Arkansas in 2004: Did Bush Really Win?

by Max Standridge
January 24, 2005

Past Election Patterns, Pre-Election, Tracking and Exit Poll Patterns, Bill Clinton, Vote Discrepancies, Undervotes, and A "Convenient" Power Failure in Little Rock, All Combine to Suggest Otherwise

This report will be based on several categories of data, both historical and statistical in nature, which strongly suggest that John Kerry was making a showing in the American south in the 2004 election.

1. Past election patterns: A common myth the media have often deliberately or otherwise purveyed, has been that there is a "monolithic" South, in which all Southern states fall into a set pattern, with similar percentages of victory for Republicans versus non-Southerner Democratics. This pattern can be seriously challenged when one examines individual vote tallies in individual southern states, on a year-by-year basis. The most telling examples will be found in those election years in which the Republican supposedly "swept" the entire South, or virtually the entire South.

1972: Richard Nixon is supposedly re-elected as the first Republican President to carry the South. His vote patterns are described in the news media as representing a "realignment" of the entire South with conservative voting patterns. But serious problems begin to emerge when one examines certain Southern states, as to how votes are actually falling in various categories. For example, George Wallace's Alabama probably would not have been in Nixon's column, even had Wallace not been anywhere on the Democratic ticket, under normal circumstances. However, Wallace, at that time, was hospitalized in the wake of a shooting incident in a Florida mall while he'd been campaigning for the Democratic Presidential nomination.
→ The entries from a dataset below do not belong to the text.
use anyhow::{Context, Result};
use rusqlite::Connection;

pub fn apply(conn: &Connection) -> Result<()> {
    conn.execute_batch(
        r#"
        PRAGMA foreign_keys = ON;
        CREATE TABLE IF NOT EXISTS accounts (
            id INTEGER PRIMARY KEY,
            name TEXT NOT NULL UNIQUE COLLATE NOCASE,
            quote_count INTEGER NOT NULL DEFAULT 0,
            draft_count INTEGER NOT NULL DEFAULT 0,
            created_at INTEGER NOT NULL
        );

        CREATE TABLE IF NOT EXISTS quotes (
            id INTEGER PRIMARY KEY AUTOINCREMENT,
            account_id INTEGER NOT NULL,
            dialog_source TEXT NOT NULL,
            formatting TEXT NOT NULL DEFAULT '[]',
            preserve_formatting INTEGER NOT NULL DEFAULT 0,
            note TEXT,
            draft INTEGER NOT NULL DEFAULT 1,
            deleted INTEGER NOT NULL DEFAULT 0,
            clone_of INTEGER,
            submitted INTEGER NOT NULL,
            modified INTEGER,
            built INTEGER NOT NULL DEFAULT 0,
            FOREIGN KEY (account_id) REFERENCES accounts(id),
            FOREIGN KEY (clone_of) REFERENCES quotes(id) ON DELETE SET NULL
        );

        CREATE INDEX IF NOT EXISTS quotes_by_submitted
            ON quotes (deleted, draft, submitted, id);
        CREATE INDEX IF NOT EXISTS quotes_by_account
            ON quotes (account_id, draft, submitted);
        CREATE INDEX IF NOT EXISTS quotes_by_built
            ON quotes (deleted, built, id);

        CREATE TABLE IF NOT EXISTS quote_labels (
            quote_id INTEGER NOT NULL,
            label TEXT NOT NULL,
            PRIMARY KEY (quote_id, label),
            FOREIGN KEY (quote_id) REFERENCES quotes(id) ON DELETE CASCADE
        );
        CREATE INDEX IF NOT EXISTS quote_labels_by_label ON quote_labels (label);

        CREATE TABLE IF NOT EXISTS quote_signatures (
            quote_id INTEGER NOT NULL,
            signature TEXT NOT NULL,
            PRIMARY KEY (quote_id, signature),
            FOREIGN KEY (quote_id) REFERENCES quotes(id) ON DELETE CASCADE
        );
        CREATE INDEX IF NOT EXISTS quote_signatures_by_signature
            ON quote_signatures (signature);

        CREATE TABLE IF NOT EXISTS events (
            id INTEGER PRIMARY KEY,
            account_id INTEGER NOT NULL,
            verb TEXT NOT NULL,
            quote_id INTEGER,
            recorded_at INTEGER NOT NULL
        );

        CREATE TABLE IF NOT EXISTS site_counters (
            name TEXT PRIMARY KEY,
            value INTEGER NOT NULL DEFAULT 0
        );

        CREATE VIRTUAL TABLE IF NOT EXISTS fts_quotes USING fts5(
            dialog_source,
            note,
            content='quotes',
            content_rowid='id',
            tokenize='unicode61'
        );

        CREATE TRIGGER IF NOT EXISTS quotes_ai AFTER INSERT ON quotes BEGIN
            INSERT INTO fts_quotes(rowid, dialog_source, note)
            VALUES (new.id, new.dialog_source, COALESCE(new.note, ''));
        END;

        CREATE TRIGGER IF NOT EXISTS quotes_ad AFTER DELETE ON quotes BEGIN
            INSERT INTO fts_quotes(fts_quotes, rowid, dialog_source, note)
            VALUES ('delete', old.id, old.dialog_source, COALESCE(old.note, ''));
        END;

        CREATE TRIGGER IF NOT EXISTS quotes_au AFTER UPDATE OF dialog_source, note ON quotes BEGIN
            INSERT INTO fts_quotes(fts_quotes, rowid, dialog_source, note)
            VALUES ('delete', old.id, old.dialog_source, COALESCE(old.note, ''));
            INSERT INTO fts_quotes(rowid, dialog_source, note)
            VALUES (new.id, new.dialog_source, COALESCE(new.note, ''));
        END;
        "#,
    )
    .context("applying schema migrations")?;
    Ok(())
}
Then-Democratic Presidential candidate George McGovern's taking Sen. Thomas Eagleton, D-MO, from his VP spot and replacing him with Sargent Shriver of Maryland had an impact on those two states, one of which is regarded as a "border" state (MO), while the other (MD) is regarded loosely as a "southern" state. While much was made of a Nixon "over two to one sweep" of votes throughout the South, it can be seen from the vote tallies in both Missouri and Maryland that Nixon's margins were far lower than 2-1 in those two states.

In addition, disaffection with the Republicans in the South is reflected in the fact that a Virginia Elector cast one vote for the Libertarian Presidential ticket of John Hospers and Theodora Nathan. This prevented Nixon from claiming all the South's Electoral votes.